Elbridge Boyden and Phineas Ball had shared an office since 1847, but did not become formally associated until 1849. It was during this period that Boyden rose to regional prominence, designing buildings all across the state of Massachusetts, in addition to works elsewhere in the northeast.

This was begun in 1851 with the Taunton State Hospital, a sprawling institutional complex. This was Boyden's first design to feature monumental classicism, in the Italianate style. The original campus was completed in 1854, and closed in 1975. The dome collapsed in 1999, and the remainder of the original complex was demolished in 2005. Boyden's success at Taunton was followed up by two major academic commissions. Both in 1852, Boyden designed the original campus of Antioch College in Yellow Springs, Ohio, and the Worcester Medical College. Both were symmetrical and monumental Romanesque buildings, modeled on the Smithsonian Institution Building in Washington. Antioch's three original buildings still stand, but Worcester Medical was demolished in 1965. Prior to its demolition, it had served as the main building of Worcester Academy from 1869.
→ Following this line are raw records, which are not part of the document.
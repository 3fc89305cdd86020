//! Tissue intensity tables. Art-direction constants, not clinical values.

use crate::api::Modality;

/// Hounsfield-like CT constants.
pub mod ct {
    pub const AIR: f32 = -1000.0;
    pub const LUNG: f32 = -850.0;
    pub const BOWEL_GAS: f32 = -900.0;
    pub const FAT: f32 = -100.0;
    pub const FAT_HILUM: f32 = -60.0;
    pub const WATER: f32 = 0.0;
    pub const URINE: f32 = 5.0;
    pub const CSF: f32 = 8.0;
    pub const SOFT_TISSUE: f32 = 40.0;
    pub const MUSCLE: f32 = 50.0;
    pub const HEART: f32 = 45.0;
    pub const BOWEL_WALL: f32 = 45.0;
    pub const PANCREAS: f32 = 45.0;
    pub const UTERUS: f32 = 48.0;
    pub const SPLEEN: f32 = 50.0;
    pub const LIVER: f32 = 60.0;
    pub const THYROID: f32 = 100.0;
    pub const KIDNEY_MEDULLA: f32 = 100.0;
    pub const VEIN: f32 = 110.0;
    pub const KIDNEY_CORTEX: f32 = 150.0;
    pub const ARTERY: f32 = 170.0;
    pub const BONE_CANCELLOUS: f32 = 300.0;
    pub const RIB: f32 = 650.0;
    pub const BONE_CORTICAL: f32 = 1000.0;
    pub const NODE: f32 = 35.0;
    pub const NODE_SUSPICIOUS: f32 = 55.0;

    /// Texture amplitude on soft tissue.
    pub const TEXTURE: f32 = 8.0;
    pub const LUNG_TEXTURE: f32 = 25.0;
    /// Acquisition noise sigma.
    pub const NOISE: f32 = 6.0;
}

/// T1 post-contrast MRI signal scale (0..1000).
pub mod mri {
    pub const BACKGROUND: f32 = 0.0;
    pub const SCALP_FAT: f32 = 880.0;
    pub const SKULL_CORTEX: f32 = 60.0;
    pub const DIPLOE: f32 = 640.0;
    pub const DURA: f32 = 700.0;
    pub const CSF: f32 = 120.0;
    pub const GRAY_MATTER: f32 = 420.0;
    pub const DEEP_GRAY: f32 = 460.0;
    pub const WHITE_MATTER: f32 = 520.0;
    pub const CHOROID_PLEXUS: f32 = 760.0;
    pub const SINUS: f32 = 850.0;
    pub const MUSCLE: f32 = 340.0;
    pub const EDEMA: f32 = 300.0;

    pub const TEXTURE: f32 = 18.0;
    pub const NOISE: f32 = 10.0;
}

/// Modality-specific constants for lesion rendering.
#[derive(Debug, Clone, Copy)]
pub struct LesionTissue {
    pub necrosis: f32,
    pub necrosis_spread: f32,
    pub heterogeneity_scale: f32,
    pub rim_boost: f32,
    pub spicule_noise: f32,
}

impl LesionTissue {
    pub fn for_modality(modality: Modality) -> Self {
        match modality {
            Modality::Ct => Self {
                necrosis: 15.0,
                necrosis_spread: 8.0,
                heterogeneity_scale: 35.0,
                rim_boost: 70.0,
                spicule_noise: 10.0,
            },
            Modality::Mri => Self {
                necrosis: 150.0,
                necrosis_spread: 35.0,
                heterogeneity_scale: 110.0,
                rim_boost: 320.0,
                spicule_noise: 30.0,
            },
        }
    }
}

/// Noise amplitudes for the background field of a modality.
pub fn acquisition_noise(modality: Modality) -> f32 {
    match modality {
        Modality::Ct => ct::NOISE,
        Modality::Mri => mri::NOISE,
    }
}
Boyden also worked on at least three churches during this time. The first of these (1856), the Congregational Church at Brookfield, hangs on to the Romanesque, and has much in common with the slightly later work of John Stevens of Boston. He was also commissioned to build the 1858 Town House, which was originally the 1858 Townhouse, in Sherborn, Massachusetts, with a bequest from Thomas Dowse's will. It is now listed on the National Register of Historic Places. In 1859 Boyden remodeled the Baptist Church at Athol, designing a new facade and tower for the church. The tower was destroyed in 1938. Also in 1859 they remodeled the First Congregational Church in Keene, New Hampshire. Like much of Boyden's work at the time, it featured a monumental Italianate facade. This would be only the first of Boyden's many works in Keene.
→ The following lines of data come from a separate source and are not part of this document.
use std::fs;
use std::path::{Path, PathBuf};

use anyhow::{Context as _, Result};
use log::debug;
use serde::Serialize;
use volsynth_engine::{Axis, RenderOptions, SliceImage, Volume, VolumeMetadata, Window};

use crate::options::SliceSelection;

pub fn slice_file_name(case_id: &str, axis: Axis, index: usize) -> String {
    format!("{}_{}_{}.png", case_id, axis.as_str(), index)
}

pub fn write_png(image: &SliceImage, path: &Path) -> Result<()> {
    let buffer = image::RgbaImage::from_raw(image.width as u32, image.height as u32, image.rgba.clone())
        .context("slice pixels do not match the slice size")?;
    buffer.save(path).with_context(|| format!("failed to write {}", path.display()))
}

/// Renders the selected slices into `dir`, returning the written paths.
pub fn export_slices(
    volume: &Volume,
    axis: Axis,
    slices: SliceSelection,
    render: &RenderOptions,
    dir: &Path,
) -> Result<Vec<PathBuf>> {
    let extent = volume.dims().extent(axis);
    let case_id = &volume.metadata().case_id;
    let mut written = Vec::new();
    for index in slices.indices(extent) {
        let image = volume.get_slice_as_image_data(axis, index, render);
        let clamped = volsynth_engine::render::clamp_index(index, extent);
        let path = dir.join(slice_file_name(case_id, axis, clamped));
        write_png(&image, &path)?;
        debug!("Wrote {}", path.display());
        written.push(path);
    }
    Ok(written)
}

#[derive(Serialize)]
#[serde(rename_all = "camelCase")]
struct MetadataReport<'a> {
    #[serde(flatten)]
    metadata: &'a VolumeMetadata,
    default_window: Window,
    tumor_voxels: usize,
}

pub fn write_metadata(volume: &Volume, dir: &Path) -> Result<PathBuf> {
    let report = MetadataReport {
        metadata: volume.metadata(),
        default_window: volume.default_window(),
        tumor_voxels: volume.mask_voxel_count(),
    };
    let path = dir.join(format!("{}_metadata.json", volume.metadata().case_id));
    let json = serde_json::to_string_pretty(&report).context("failed to serialize volume metadata")?;
    fs::write(&path, json).with_context(|| format!("failed to write {}", path.display()))?;
    Ok(path)
}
Also during this time, Boyden & Ball designed many commercial buildings in Worcester. Of these, the first significant one was Horticultural Hall at 18 Front Street. It was an unusual use of the Romanesque in a commercial setting. The building's fate is not precisely known, and may have been incorporated into the current building on the site. Next came the Clark Block in 1854, at 401-409 Main Street. An impressive structure in its day, half of its Italianate facade has been replaced, and the other half is highly deteriorated. In 1855 came Mechanics Hall, perhaps Boyden's best-known work. Here, Boyden's classical work dwarfed its neighbors, both then and now. It was a popular place for meetings and performances, and remains so today. In 1857 Boyden & Ball designed the Front Street Theatre, adjacent to Horticultural Hall. It was the first venue in Worcester designed specifically for theatre productions. It was destroyed by fire in 1898.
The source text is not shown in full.